In reference to my last article, This Week in Dudek-Enabled Social Security Administration Screwups: Terminated Contracts Edition (Updated Mar 8, 2025). Reddit user u/Sensitive-Excuse1695 commented:
Stop using terms like “dead” when referring to contracts…
…contracts can’t “die.” COs have wide latitude to do what is in the Government’s best interest.
So maybe I should call them “Zombie contracts?”

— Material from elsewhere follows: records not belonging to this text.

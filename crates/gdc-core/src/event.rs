//! Gameplay telemetry events.
//!
//! Events arrive as loosely shaped JSON objects. They are decoded once into
//! [`Event`], which keeps only the fields the cleaning pipeline reads and
//! applies the default-value policy in one place.

use std::fmt;
use std::str::FromStr;

use serde::de::{IgnoredAny, MapAccess, Visitor};
use serde::{Deserialize, Deserializer};
use serde_json::Value;

use crate::condition::ConditionInputs;
use crate::field;

/// Number of numbered suggestion fields (`"0"` through `"9"`) on help events.
pub const SUGGESTION_SLOTS: usize = 10;

/// Event types the pipeline distinguishes.
#[derive(Debug, Clone, Copy, PartialEq, Eq, Hash)]
pub enum EventKind {
    TaskAttempt,
    TaskComplete,
    AiTaskHelp,
    AiHelpResponse,
    PageSwitch,
    /// Any other or missing type.
    Other,
}

impl EventKind {
    /// Task submissions, the events that become cleaned records.
    pub const fn is_task(self) -> bool {
        matches!(self, Self::TaskAttempt | Self::TaskComplete)
    }

    /// Events recording an AI assistance interaction.
    pub const fn is_ai_help(self) -> bool {
        matches!(self, Self::AiTaskHelp | Self::AiHelpResponse)
    }

    /// Events that end the time spent on the preceding task.
    pub const fn is_task_boundary(self) -> bool {
        matches!(self, Self::TaskAttempt | Self::TaskComplete | Self::PageSwitch)
    }

    #[must_use]
    pub const fn as_str(&self) -> &'static str {
        match self {
            Self::TaskAttempt => "task_attempt",
            Self::TaskComplete => "task_complete",
            Self::AiTaskHelp => "ai_task_help",
            Self::AiHelpResponse => "ai_help_response",
            Self::PageSwitch => "page_switch",
            Self::Other => "other",
        }
    }
}

impl fmt::Display for EventKind {
    fn fmt(&self, f: &mut fmt::Formatter<'_>) -> fmt::Result {
        f.write_str(self.as_str())
    }
}

impl FromStr for EventKind {
    type Err = UnknownEventKind;

    fn from_str(s: &str) -> Result<Self, Self::Err> {
        match s {
            "task_attempt" => Ok(Self::TaskAttempt),
            "task_complete" => Ok(Self::TaskComplete),
            "ai_task_help" => Ok(Self::AiTaskHelp),
            "ai_help_response" => Ok(Self::AiHelpResponse),
            "page_switch" => Ok(Self::PageSwitch),
            _ => Err(UnknownEventKind(s.to_string())),
        }
    }
}

/// Error type for event type strings the pipeline does not track.
#[derive(Debug, Clone)]
pub struct UnknownEventKind(String);

impl fmt::Display for UnknownEventKind {
    fn fmt(&self, f: &mut fmt::Formatter<'_>) -> fmt::Result {
        write!(f, "unknown event type: {}", self.0)
    }
}

impl std::error::Error for UnknownEventKind {}

/// A decoded telemetry event.
#[derive(Debug, Clone, PartialEq)]
pub struct Event {
    pub kind: EventKind,
    pub session_id: Option<String>,
    pub student_id: Option<String>,
    /// `taskId`, falling back to `currentTask`.
    pub task_id: Option<String>,
    /// Seconds since the session started (`timeElapsedSeconds`).
    pub elapsed_seconds: Option<f64>,
    pub condition: ConditionInputs,
    pub detail: EventDetail,
}

/// Kind-specific payload.
#[derive(Debug, Clone, PartialEq)]
pub enum EventDetail {
    Task(TaskFields),
    AiHelp(HelpFields),
    None,
}

/// Fields carried through from task submissions. Values are kept raw.
#[derive(Debug, Clone, Default, PartialEq)]
pub struct TaskFields {
    pub semester: Value,
    pub user_answer: Value,
    pub correct_answer: Value,
    /// `pointsEarned`, falling back to `points` only when the key is absent.
    pub points: Value,
    pub student_learning: Value,
    pub timestamp: Value,
    pub readable_time: Value,
    pub attempts: Value,
    pub accuracy: Value,
}

/// Content of an AI help interaction.
#[derive(Debug, Clone, Default, PartialEq)]
pub struct HelpFields {
    /// The generic `response` field.
    pub response: Value,
    /// Non-empty numbered suggestion fields, in ascending key order.
    pub suggestion_parts: Vec<String>,
}

impl Event {
    /// Decodes a single JSON value. Never fails: anything that is not an
    /// object decodes to an event with every field absent.
    pub fn from_json(value: Value) -> Self {
        serde_json::from_value::<RawEvent>(value)
            .unwrap_or_default()
            .into()
    }

    /// Task submission fields, if this is a task event.
    pub const fn task_fields(&self) -> Option<&TaskFields> {
        match &self.detail {
            EventDetail::Task(fields) => Some(fields),
            _ => None,
        }
    }

    /// Help payload, if this is an AI help event.
    pub const fn help_fields(&self) -> Option<&HelpFields> {
        match &self.detail {
            EventDetail::AiHelp(fields) => Some(fields),
            _ => None,
        }
    }
}

/// Minimal struct for typed deserialization of the fields we read.
///
/// Every field is an untyped `Value` so that a wrongly typed field degrades
/// to a default instead of rejecting the whole event.
#[derive(Debug, Default, Deserialize)]
#[serde(default, rename_all = "camelCase")]
pub(crate) struct RawEvent {
    #[serde(rename = "type")]
    kind: Option<Value>,
    session_id: Option<Value>,
    student_id: Option<Value>,
    task_id: Option<Value>,
    current_task: Option<Value>,
    time_elapsed_seconds: Option<Value>,
    section: Option<Value>,
    #[serde(rename = "hasAI")]
    has_ai: Option<Value>,
    has_checkpoint: Option<Value>,
    current_semester: Option<Value>,
    user_answer: Option<Value>,
    correct_answer: Option<Value>,
    #[serde(deserialize_with = "present")]
    points_earned: Option<Value>,
    points: Option<Value>,
    student_learning: Option<Value>,
    timestamp: Option<Value>,
    readable_time: Option<Value>,
    attempts: Option<Value>,
    accuracy: Option<Value>,
    response: Option<Value>,
    #[serde(flatten)]
    suggestions: SuggestionSlots,
}

/// Numbered suggestion fields collected from the remaining keys of an event.
#[derive(Debug, Default)]
struct SuggestionSlots([Option<Value>; SUGGESTION_SLOTS]);

impl<'de> Deserialize<'de> for SuggestionSlots {
    fn deserialize<D>(deserializer: D) -> Result<Self, D::Error>
    where
        D: Deserializer<'de>,
    {
        struct SlotVisitor;

        impl<'de> Visitor<'de> for SlotVisitor {
            type Value = SuggestionSlots;

            fn expecting(&self, f: &mut fmt::Formatter<'_>) -> fmt::Result {
                f.write_str("a map of event fields")
            }

            fn visit_map<A>(self, mut map: A) -> Result<Self::Value, A::Error>
            where
                A: MapAccess<'de>,
            {
                let mut slots = SuggestionSlots::default();
                while let Some(key) = map.next_key::<String>()? {
                    match key.parse::<usize>() {
                        Ok(slot) if slot < SUGGESTION_SLOTS && key.len() == 1 => {
                            slots.0[slot] = Some(map.next_value()?);
                        }
                        _ => {
                            map.next_value::<IgnoredAny>()?;
                        }
                    }
                }
                Ok(slots)
            }
        }

        deserializer.deserialize_map(SlotVisitor)
    }
}

/// Keeps an explicit `null` as `Some(Value::Null)`, so presence of the key
/// is distinguishable from absence.
fn present<'de, D>(deserializer: D) -> Result<Option<Value>, D::Error>
where
    D: Deserializer<'de>,
{
    Value::deserialize(deserializer).map(Some)
}

fn raw(value: Option<Value>) -> Value {
    value.unwrap_or(Value::Null)
}

impl From<RawEvent> for Event {
    fn from(raw_event: RawEvent) -> Self {
        let kind = field::text(raw_event.kind.as_ref())
            .and_then(|s| s.parse().ok())
            .unwrap_or(EventKind::Other);

        let task_id = field::text(raw_event.task_id.as_ref())
            .or_else(|| field::text(raw_event.current_task.as_ref()));

        let condition = ConditionInputs {
            section: field::text(raw_event.section.as_ref()),
            has_ai: field::truthy(raw_event.has_ai.as_ref()),
            has_checkpoint: field::truthy(raw_event.has_checkpoint.as_ref()),
        };

        let detail = if kind.is_task() {
            EventDetail::Task(TaskFields {
                semester: raw(raw_event.current_semester),
                user_answer: raw(raw_event.user_answer),
                correct_answer: raw(raw_event.correct_answer),
                points: raw(raw_event.points_earned.or(raw_event.points)),
                student_learning: raw(raw_event.student_learning),
                timestamp: raw(raw_event.timestamp),
                readable_time: raw(raw_event.readable_time),
                attempts: raw(raw_event.attempts),
                accuracy: raw(raw_event.accuracy),
            })
        } else if kind.is_ai_help() {
            let suggestion_parts = raw_event
                .suggestions
                .0
                .iter()
                .filter_map(|slot| slot.as_ref().filter(|&value| field::truthy(Some(value))))
                .map(field::cell)
                .collect();
            EventDetail::AiHelp(HelpFields {
                response: raw(raw_event.response),
                suggestion_parts,
            })
        } else {
            EventDetail::None
        };

        Self {
            kind,
            session_id: field::text(raw_event.session_id.as_ref()),
            student_id: field::text(raw_event.student_id.as_ref()),
            task_id,
            elapsed_seconds: field::number(raw_event.time_elapsed_seconds.as_ref()),
            condition,
            detail,
        }
    }
}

Some background context here. The Social Security Administration (SSA) issued a termination for convenience on Contract 28321324P00050184 The State of Maine’s Department of Health and Human Services under which the State of Maine was able to submit social security card applications requested by parents at the time of birth. Termination of this contract meant that parents could no longer request the cards at the hospital, but would have to drive with their newborn to one of the eight social security field offices located across the state.
As expected, stuff hit the fan when this hit the news and the Maine Congressional delegation cried foul 9especially as from everything seen in the context this was a political punishment directed by the White House. In the heat of the moment, the SA administrator said, “My Bad. Mistakes happen. We will reinstate the contract.”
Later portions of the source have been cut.